- **TASK**:
In the entries below, count each line where "generated" appears. Give the total and nothing more.

Stored data

========================================

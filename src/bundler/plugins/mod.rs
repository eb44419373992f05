//! Plugins shipped with the host bundler.

mod clean;
mod define;
mod replacement;

pub use clean::CleanPlugin;
pub use define::DefinePlugin;
pub use replacement::NormalModuleReplacementPlugin;
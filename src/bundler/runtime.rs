//! Textual contract of the bundle runtime.
//!
//! Every piece of generated code that refers to the runtime goes through
//! [`RuntimeTemplate`], so quoting and statement termination live in one
//! place.

use super::module::ModuleId;

pub const REQUIRE_FN: &str = "__intlpack_require__";

#[derive(Debug, Clone, Default)]
pub struct RuntimeTemplate;

/// JSON quoting is a valid JavaScript string literal.
pub fn js_string(value: &str) -> String {
    serde_json::Value::String(value.to_string()).to_string()
}

impl RuntimeTemplate {
    pub fn module_id(&self, id: ModuleId) -> String {
        serde_json::Value::from(id.0).to_string()
    }

    /// `__intlpack_require__(<id>)`
    pub fn require_call(&self, id: ModuleId) -> String {
        format!("{}({})", REQUIRE_FN, self.module_id(id))
    }

    /// An expression that throws `MODULE_NOT_FOUND` when evaluated.
    pub fn missing_module(&self, request: &str) -> String {
        let message = format!("Cannot find module '{}'", request);
        format!(
            "!(function intlpackMissingModule() {{ var e = new Error({}); e.code = 'MODULE_NOT_FOUND'; throw e; }}())",
            js_string(&message)
        )
    }

    /// Require expression for a dependency, or the missing-module marker.
    pub fn module_expression(&self, resolved: Option<ModuleId>, request: &str) -> String {
        match resolved {
            Some(id) => self.require_call(id),
            None => self.missing_module(request),
        }
    }
}

/// A module's generated code, ready to be placed into the bundle.
#[derive(Debug, Clone)]
pub struct RenderedModule {
    pub id: ModuleId,
    pub resource: String,
    pub code: String,
}

/// Wrap rendered modules into a self-executing bundle that runs module `0`.
pub fn render_bundle(modules: &[RenderedModule]) -> String {
    let mut out = String::new();
    out.push_str("(function (modules) {\n");
    out.push_str("  var installedModules = {};\n");
    out.push_str(&format!("  function {}(moduleId) {{\n", REQUIRE_FN));
    out.push_str("    if (installedModules[moduleId]) {\n");
    out.push_str("      return installedModules[moduleId].exports;\n");
    out.push_str("    }\n");
    out.push_str("    var module = (installedModules[moduleId] = { id: moduleId, exports: {} });\n");
    out.push_str(&format!(
        "    modules[moduleId].call(module.exports, module, module.exports, {});\n",
        REQUIRE_FN
    ));
    out.push_str("    return module.exports;\n");
    out.push_str("  }\n");
    out.push_str(&format!("  return {}(0);\n", REQUIRE_FN));
    out.push_str("})([\n");

    for (position, module) in modules.iter().enumerate() {
        if position > 0 {
            out.push_str(",\n");
        }
        out.push_str(&format!(
            "/* {} {} */\nfunction (module, exports, {}) {{\n",
            module.id,
            module.resource.replace("*/", "*\\/"),
            REQUIRE_FN
        ));
        out.push_str(&module.code);
        if !module.code.ends_with('\n') {
            out.push('\n');
        }
        out.push('}');
    }

    out.push_str("\n]);\n");
    out
}
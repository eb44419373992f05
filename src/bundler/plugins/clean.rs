use std::fs;

use anyhow::{Context, Result};

use crate::bundler::compiler::{Compiler, Plugin};

/// Empties the output directory right before new assets are written.
#[derive(Debug, Clone, Copy, Default)]
pub struct CleanPlugin;

impl Plugin for CleanPlugin {
    fn name(&self) -> &'static str {
        "CleanPlugin"
    }

    fn apply(&self, compiler: &mut Compiler) -> Result<()> {
        compiler.hooks.emit.tap(self.name(), |assets| {
            let dir = &assets.output_path;
            if !dir.is_dir() {
                return Ok(());
            }
            for entry in fs::read_dir(dir)
                .with_context(|| format!("Failed to read output directory {}", dir.display()))?
            {
                let path = entry?.path();
                let removed = if path.is_dir() {
                    fs::remove_dir_all(&path)
                } else {
                    fs::remove_file(&path)
                };
                removed
                    .with_context(|| format!("Failed to remove stale output {}", path.display()))?;
            }
            Ok(())
        });
        Ok(())
    }
}

#[cfg(test)]
mod tests {
    use super::*;
    use crate::bundler::options::BuildOptions;
    use tempfile::tempdir;

    #[test]
    fn test_removes_stale_files_before_emit() {
        let dir = tempdir().unwrap();
        let root = dir.path().canonicalize().unwrap();
        fs::create_dir_all(root.join("src")).unwrap();
        fs::create_dir_all(root.join("dist/old")).unwrap();
        fs::write(root.join("src/index.js"), "1;\n").unwrap();
        fs::write(root.join("dist/stale.js"), "").unwrap();
        fs::write(root.join("dist/old/chunk.js"), "").unwrap();

        let compiler =
            Compiler::new(BuildOptions::with_context(root.clone()), vec![Box::new(CleanPlugin)])
                .unwrap();
        compiler.run().unwrap();

        assert!(root.join("dist/bundle.js").exists());
        assert!(!root.join("dist/stale.js").exists());
        assert!(!root.join("dist/old").exists());
    }
}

========================================

- **SOLUTION TO THIS EXERCISE**:
2